● **What is required**
Which of the lines below include "PathBuf"? Each one should be copied out.

● **Data to process**
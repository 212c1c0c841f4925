//! Configuration loading for memoir

mod loader;

pub use loader::load_config;
//! Command implementations for the memoir CLI

pub mod history;
pub mod ingest;
pub mod init;
pub mod list;
pub mod show;
pub mod status;
pub mod transition;
pub mod transitions;

use std::path::Path;

use crate::config::load_config;
use crate::domain::VersioningEngine;
use crate::errors::Result;
use crate::fs::{find_data_root, resolve_cwd};
use crate::store::JsonStore;

/// Resolve the data root and build an engine over the JSON store.
pub(crate) fn open_engine(cwd: Option<&Path>) -> Result<VersioningEngine<JsonStore, JsonStore>> {
    let root = find_data_root(&resolve_cwd(cwd))?;
    let config = load_config(&root)?;
    Ok(VersioningEngine::new(
        config,
        JsonStore::new(&root),
        JsonStore::new(&root),
    ))
}
//! Path resolution utilities for memoir
//!
//! Provides functions to locate the data root and construct paths to the
//! files and directories under `.memoir/`.

use std::path::{Path, PathBuf};

use crate::errors::{MemoirError, Result};

/// Find the data root containing a .memoir directory.
///
/// Walks up the directory tree from the starting directory looking for a
/// directory that contains `.memoir`.
///
/// # Arguments
/// * `start_cwd` - The directory to start searching from
///
/// # Returns
/// The path to the data root
///
/// # Errors
/// * `RootNotFound` - If no directory with `.memoir` is found
pub fn find_data_root(start_cwd: &Path) -> Result<PathBuf> {
    let mut current = start_cwd
        .canonicalize()
        .map_err(|e| MemoirError::RootNotFound(format!("Cannot resolve path: {}", e)))?;

    loop {
        if current.join(".memoir").exists() {
            return Ok(current);
        }

        match current.parent() {
            Some(parent) if parent != current => {
                current = parent.to_path_buf();
            }
            _ => {
                return Err(MemoirError::RootNotFound(
                    "Could not find a data root with a .memoir directory".to_string(),
                ));
            }
        }
    }
}

/// Resolve the current working directory, optionally using an override.
pub fn resolve_cwd(cwd_option: Option<&Path>) -> PathBuf {
    match cwd_option {
        Some(path) => path.to_path_buf(),
        None => std::env::current_dir().unwrap_or_else(|_| PathBuf::from(".")),
    }
}

/// Get the path to the .memoir directory.
pub fn get_memoir_dir(root: &Path) -> PathBuf {
    root.join(".memoir")
}

/// Get the path to the config.json file.
pub fn get_config_path(root: &Path) -> PathBuf {
    get_memoir_dir(root).join("config.json")
}

/// Get the path to the sessions directory.
pub fn get_sessions_dir(root: &Path) -> PathBuf {
    get_memoir_dir(root).join("sessions")
}

/// Get the path to a session.json file.
pub fn get_session_path(root: &Path, session_id: &str) -> PathBuf {
    get_sessions_dir(root).join(format!("{}.json", session_id))
}

/// Get the path to the drafts directory.
pub fn get_drafts_dir(root: &Path) -> PathBuf {
    get_memoir_dir(root).join("drafts")
}

/// Get the path to a draft.json file.
pub fn get_draft_path(root: &Path, draft_id: &str) -> PathBuf {
    get_drafts_dir(root).join(format!("{}.json", draft_id))
}

/// Get the path to the drafts index cache.
pub fn get_index_path(root: &Path) -> PathBuf {
    get_memoir_dir(root).join("index.json")
}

● **Solution for this task**
use std::path::{Path, PathBuf};
pub fn find_data_root(start_cwd: &Path) -> Result<PathBuf> {
pub fn resolve_cwd(cwd_option: Option<&Path>) -> PathBuf {
        None => std::env::current_dir().unwrap_or_else(|_| PathBuf::from(".")),
pub fn get_memoir_dir(root: &Path) -> PathBuf {
pub fn get_config_path(root: &Path) -> PathBuf {
pub fn get_sessions_dir(root: &Path) -> PathBuf {
pub fn get_session_path(root: &Path, session_id: &str) -> PathBuf {
pub fn get_drafts_dir(root: &Path) -> PathBuf {
pub fn get_draft_path(root: &Path, draft_id: &str) -> PathBuf {
pub fn get_index_path(root: &Path) -> PathBuf {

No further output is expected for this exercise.